Having dealt with a similar technology with my Deplhi XM portable player (XM2Go)for my car, (and having pretty good luck with that), I thought this would be a no-brainer.
Unfortunately the other reviews led me to believe this was going to be a gamble, and so I went for it, and returned it shortly thereafter.
While the device appears to be a simple hook up, and instructions were straight forward, I knew I was in trouble once the device kept changing its mind on the optimal FM channel. Now I read the reviews stating to have the radio 'OFF" at first, and even the manual suggests this, so that the device coudl find an optimal channel. Well first try it was 105.7, then it was 89.3, then it was somewhere in the 90 range; meaning it jumped all over the place in a span of under 5 minutes.

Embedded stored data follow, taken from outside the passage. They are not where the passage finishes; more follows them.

//!  Storage is organized through [record_storage::RecordStorageImpl].
//!  The basic idea is:
//!   - There is a directory with all the records.
//!   - Records are stored using record files, which store data for a UTC day.
//!   - Records are stored as intervals from time a, for duration b, spent in package p.

pub mod entities;
pub mod record_storage;
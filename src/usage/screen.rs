use tracing::{info, warn};

use crate::utils::time::UsageWindow;

use super::{aggregate::UsageAggregator, gate::PermissionGate, record::UsageRecord, UsageError};

/// What the user is looking at. Exactly one of these holds at any time.
#[derive(Debug, Clone, PartialEq, Eq)]
pub enum PresentationState {
    NoPermission,
    PermissionGrantedIdle,
    ShowingResults(Vec<UsageRecord>),
}

/// Drives [PresentationState]. The gate is consulted on every resume, the aggregator only on an
/// explicit refresh.
pub struct UsageScreen<'a> {
    gate: PermissionGate<'a>,
    aggregator: UsageAggregator<'a>,
    state: PresentationState,
}

impl<'a> UsageScreen<'a> {
    pub fn new(gate: PermissionGate<'a>, aggregator: UsageAggregator<'a>) -> Self {
        Self {
            gate,
            aggregator,
            state: PresentationState::NoPermission,
        }
    }

    pub fn state(&self) -> &PresentationState {
        &self.state
    }

    /// Called each time the screen comes to the foreground.
    pub fn on_resume(&mut self) -> &PresentationState {
        let granted = self.gate.has_usage_access();
        let denied_before = self.state == PresentationState::NoPermission;
        match (denied_before, granted) {
            (true, true) => {
                info!("Usage access granted");
                self.state = PresentationState::PermissionGrantedIdle;
            }
            (false, false) => {
                info!("Usage access was revoked");
                self.state = PresentationState::NoPermission;
            }
            _ => (),
        }
        &self.state
    }

    /// Called when the user asks for the usage list. Without usage data nothing is rendered and
    /// the state stays as it was.
    pub async fn on_refresh(
        &mut self,
        window: UsageWindow,
    ) -> Result<&PresentationState, UsageError> {
        if self.state == PresentationState::NoPermission {
            warn!("Refresh requested without usage access");
            return Ok(&self.state);
        }

        let records = self
            .aggregator
            .compute_usage(window.start, window.end)
            .await?;
        if records.is_empty() {
            info!("No usage recorded between {} and {}", window.start, window.end);
        } else {
            self.state = PresentationState::ShowingResults(records);
        }
        Ok(&self.state)
    }
}

#[cfg(test)]
mod tests {
    use std::sync::{
        atomic::{AtomicBool, Ordering},
        Arc,
    };

    use chrono::{Duration, TimeZone, Utc};

    use crate::{
        platform::{
            ApplicationInfo, GrantMode, IntervalGranularity, MockPackageRegistry,
            MockPermissionProvider, MockUsageStatsProvider, UsageStatsEntry,
        },
        usage::{aggregate::UsageAggregator, gate::PermissionGate},
        utils::time::UsageWindow,
    };

    use super::{PresentationState, UsageScreen};

    fn window() -> UsageWindow {
        UsageWindow::ending_at(
            Utc.with_ymd_and_hms(2024, 4, 5, 12, 0, 0).unwrap(),
            Duration::hours(24),
        )
        .unwrap()
    }

    /// Permission provider whose answer can be flipped between resumes.
    fn switchable(granted: Arc<AtomicBool>) -> MockPermissionProvider {
        let mut provider = MockPermissionProvider::new();
        provider
            .expect_check_operation_grant()
            .returning(move |_, _, _| {
                Ok(if granted.load(Ordering::SeqCst) {
                    GrantMode::Allowed
                } else {
                    GrantMode::Denied
                })
            });
        provider
    }

    fn usage(entries: Vec<UsageStatsEntry>) -> MockUsageStatsProvider {
        let mut usage = MockUsageStatsProvider::new();
        usage
            .expect_query_usage()
            .returning(move |_, _, _| Ok(entries.clone()));
        usage
    }

    fn registry() -> MockPackageRegistry {
        let mut registry = MockPackageRegistry::new();
        registry
            .expect_resolve_application_info()
            .returning(|package_id: &str| {
                Some(ApplicationInfo {
                    package_id: package_id.into(),
                    display_name: package_id.into(),
                    icon: None,
                })
            });
        registry
    }

    #[tokio::test]
    async fn test_full_flow() {
        let granted = Arc::new(AtomicBool::new(false));
        let permissions = switchable(granted.clone());
        let usage = usage(vec![
            UsageStatsEntry::new("a", 1_000),
            UsageStatsEntry::new("b", 3_000),
        ]);
        let registry = registry();
        let mut screen = UsageScreen::new(
            PermissionGate::new(&permissions, 1, "usagestats"),
            UsageAggregator::new(&usage, &registry, IntervalGranularity::Daily),
        );

        assert_eq!(screen.on_resume(), &PresentationState::NoPermission);
        assert_eq!(
            screen.on_refresh(window()).await.unwrap(),
            &PresentationState::NoPermission
        );

        granted.store(true, Ordering::SeqCst);
        assert_eq!(screen.on_resume(), &PresentationState::PermissionGrantedIdle);

        let PresentationState::ShowingResults(records) = screen.on_refresh(window()).await.unwrap()
        else {
            panic!("Expected results");
        };
        assert_eq!(records.len(), 2);
        assert_eq!(&*records[0].package_id, "b");

        // Resuming while granted keeps the results on screen.
        assert!(matches!(
            screen.on_resume(),
            PresentationState::ShowingResults(_)
        ));

        granted.store(false, Ordering::SeqCst);
        assert_eq!(screen.on_resume(), &PresentationState::NoPermission);
    }

    #[tokio::test]
    async fn test_refresh_without_data_keeps_state() {
        let permissions = switchable(Arc::new(AtomicBool::new(true)));
        let usage = usage(vec![]);
        let registry = registry();
        let mut screen = UsageScreen::new(
            PermissionGate::new(&permissions, 1, "usagestats"),
            UsageAggregator::new(&usage, &registry, IntervalGranularity::Daily),
        );

        screen.on_resume();
        assert_eq!(
            screen.on_refresh(window()).await.unwrap(),
            &PresentationState::PermissionGrantedIdle
        );
    }

    #[tokio::test]
    async fn test_aggregator_not_called_without_refresh() {
        let permissions = switchable(Arc::new(AtomicBool::new(true)));
        let mut usage = MockUsageStatsProvider::new();
        usage.expect_query_usage().never();
        let registry = registry();
        let mut screen = UsageScreen::new(
            PermissionGate::new(&permissions, 1, "usagestats"),
            UsageAggregator::new(&usage, &registry, IntervalGranularity::Daily),
        );

        screen.on_resume();
        screen.on_resume();
        assert_eq!(screen.state(), &PresentationState::PermissionGrantedIdle);
    }
}
use std::{collections::HashMap, future, sync::Arc};

use anyhow::Result;
use async_trait::async_trait;
use chrono::{Datelike, NaiveDate};
use futures::{stream, Stream, StreamExt};
use tracing::{debug, error};

use crate::utils::time::UsageWindow;

use super::{
    storage::record_storage::RecordStorage, IntervalGranularity, UsageStatsEntry,
    UsageStatsProvider,
};

/// [UsageStatsProvider] reading the intervals kept in a [RecordStorage].
pub struct StoredUsageProvider<S> {
    storage: Arc<S>,
}

impl<S> StoredUsageProvider<S> {
    pub fn new(storage: S) -> Self {
        Self {
            storage: Arc::new(storage),
        }
    }
}

#[async_trait]
impl<S: RecordStorage + Send + Sync + 'static> UsageStatsProvider for StoredUsageProvider<S> {
    async fn query_usage(
        &self,
        granularity: IntervalGranularity,
        start_millis: i64,
        end_millis: i64,
    ) -> Result<Vec<UsageStatsEntry>> {
        let Some(window) = UsageWindow::from_millis(start_millis, end_millis) else {
            debug!("Window {start_millis}..{end_millis} is out of range");
            return Ok(vec![]);
        };
        if window.is_empty() {
            return Ok(vec![]);
        }

        let storage = self.storage.clone();
        let days = date_range(window.start.date_naive(), window.end.date_naive())
            .map(move |day| {
                let storage = storage.clone();
                async move { (day, storage.get_data_for(day).await) }
            })
            .buffered(4)
            .collect::<Vec<_>>()
            .await;

        let mut entries = Vec::<UsageStatsEntry>::new();
        let mut positions = HashMap::<(Option<NaiveDate>, Arc<str>), usize>::new();

        for (day, data) in days {
            let data = data.inspect_err(|e| error!("Failed to process file {day} {e}"))?;
            for interval in data
                .into_iter()
                .filter_map(|v| v.clamp(window.start, window.end))
            {
                let bucket = bucket_start(granularity, interval.start.date_naive());
                let millis = interval.duration.num_milliseconds();
                match positions.get(&(bucket, interval.package_id.clone())) {
                    Some(&position) => {
                        let total = &mut entries[position].total_foreground_millis;
                        *total = total.saturating_add(millis);
                    }
                    None => {
                        positions.insert((bucket, interval.package_id.clone()), entries.len());
                        entries.push(UsageStatsEntry::new(interval.package_id, millis));
                    }
                }
            }
        }

        debug!(
            "Found {} {granularity} entries between {} and {}",
            entries.len(),
            window.start,
            window.end
        );
        Ok(entries)
    }
}

/// First day of the bucket `date` falls into. [None] stands for the single bucket of
/// [IntervalGranularity::Best].
fn bucket_start(granularity: IntervalGranularity, date: NaiveDate) -> Option<NaiveDate> {
    match granularity {
        IntervalGranularity::Daily => Some(date),
        IntervalGranularity::Weekly => {
            date.checked_sub_days(chrono::Days::new(date.weekday().num_days_from_monday().into()))
        }
        IntervalGranularity::Monthly => date.with_day(1),
        IntervalGranularity::Yearly => NaiveDate::from_ymd_opt(date.year(), 1, 1),
        IntervalGranularity::Best => None,
    }
}

/// Returns a stream of dates between start (inclusive) and end (inclusive).
fn date_range(start: NaiveDate, end: NaiveDate) -> impl Stream<Item = NaiveDate> {
    stream::unfold((Some(start), end), |(current, end)| {
        future::ready(match current {
            Some(day) if day <= end => Some((day, (day.succ_opt(), end))),
            _ => None,
        })
    })
}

Some channels it chose were not free at all in my area, as there were clear as bell radio stations coming in on those frequencies. The few actual 'free' channels it did find and I was able to tune my stereo to were horribly dissapointing. Static and hissing were atrocious, no matterhow I manuevered the Zune or the cabeling. A far cry from my XM FM transmitter experience.
And then when we turned the car on, we noticed it got worse, very much like an old CB radio suffering from EM interference.
The sole reason I give this two stars is the nice and simple interface, the very well lit and sharp display, and the idea of the magnetic clip...all great ideas and useful....if only the device performed.
Granted I live in the burbs of a large radio market where free channels are rare (unlike the midwest), but the bleed-over, static & hissing, and random 'optimal' channels have me scratching my head.